## PROBLEM DESCRIPTION
Repeat, line for line, the entries below from the first line to the line containing "let cli = Cli::parse();", counting both ends.

## SUPPLIED INFORMATION
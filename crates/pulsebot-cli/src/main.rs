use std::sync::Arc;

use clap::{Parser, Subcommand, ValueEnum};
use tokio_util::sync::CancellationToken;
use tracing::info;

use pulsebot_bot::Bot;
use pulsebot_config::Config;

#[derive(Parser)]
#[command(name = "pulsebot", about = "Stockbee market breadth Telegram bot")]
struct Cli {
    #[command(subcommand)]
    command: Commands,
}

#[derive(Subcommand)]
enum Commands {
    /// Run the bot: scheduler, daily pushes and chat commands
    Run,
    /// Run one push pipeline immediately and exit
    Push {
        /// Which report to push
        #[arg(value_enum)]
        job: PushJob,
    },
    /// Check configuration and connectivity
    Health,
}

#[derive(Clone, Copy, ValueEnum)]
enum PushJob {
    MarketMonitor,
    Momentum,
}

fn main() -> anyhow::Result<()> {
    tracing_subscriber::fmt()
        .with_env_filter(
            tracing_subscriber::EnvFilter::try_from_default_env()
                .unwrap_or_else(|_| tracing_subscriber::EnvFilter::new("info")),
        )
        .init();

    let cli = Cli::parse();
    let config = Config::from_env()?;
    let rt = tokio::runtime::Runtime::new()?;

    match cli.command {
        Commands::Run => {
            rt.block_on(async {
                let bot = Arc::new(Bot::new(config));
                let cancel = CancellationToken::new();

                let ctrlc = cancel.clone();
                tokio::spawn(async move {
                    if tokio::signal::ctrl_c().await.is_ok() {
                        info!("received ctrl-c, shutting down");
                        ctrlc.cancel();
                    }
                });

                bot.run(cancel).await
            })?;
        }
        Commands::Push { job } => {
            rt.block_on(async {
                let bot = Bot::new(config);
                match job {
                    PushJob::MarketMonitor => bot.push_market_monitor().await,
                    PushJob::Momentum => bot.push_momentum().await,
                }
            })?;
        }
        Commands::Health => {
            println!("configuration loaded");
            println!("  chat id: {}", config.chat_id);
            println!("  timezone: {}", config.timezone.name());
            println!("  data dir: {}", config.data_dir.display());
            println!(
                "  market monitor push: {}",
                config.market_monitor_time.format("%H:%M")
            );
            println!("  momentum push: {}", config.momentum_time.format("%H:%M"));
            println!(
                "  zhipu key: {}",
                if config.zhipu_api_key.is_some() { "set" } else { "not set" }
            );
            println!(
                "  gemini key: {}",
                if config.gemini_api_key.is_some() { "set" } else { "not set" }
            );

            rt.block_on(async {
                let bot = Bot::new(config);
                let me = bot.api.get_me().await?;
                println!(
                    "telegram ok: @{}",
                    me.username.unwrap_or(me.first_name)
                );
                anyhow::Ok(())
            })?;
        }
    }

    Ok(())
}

## SOLUTION TO THIS TASK
filename crates/pulsebot-cli/src/main.rs
use std::sync::Arc;

use clap::{Parser, Subcommand, ValueEnum};
use tokio_util::sync::CancellationToken;
use tracing::info;

use pulsebot_bot::Bot;
use pulsebot_config::Config;

#[derive(Parser)]
#[command(name = "pulsebot", about = "Stockbee market breadth Telegram bot")]
struct Cli {
    #[command(subcommand)]
    command: Commands,
}

#[derive(Subcommand)]
enum Commands {
    /// Run the bot: scheduler, daily pushes and chat commands
    Run,
    /// Run one push pipeline immediately and exit
    Push {
        /// Which report to push
        #[arg(value_enum)]
        job: PushJob,
    },
    /// Check configuration and connectivity
    Health,
}

#[derive(Clone, Copy, ValueEnum)]
enum PushJob {
    MarketMonitor,
    Momentum,
}

fn main() -> anyhow::Result<()> {
    tracing_subscriber::fmt()
        .with_env_filter(
            tracing_subscriber::EnvFilter::try_from_default_env()
                .unwrap_or_else(|_| tracing_subscriber::EnvFilter::new("info")),
        )
        .init();

    let cli = Cli::parse();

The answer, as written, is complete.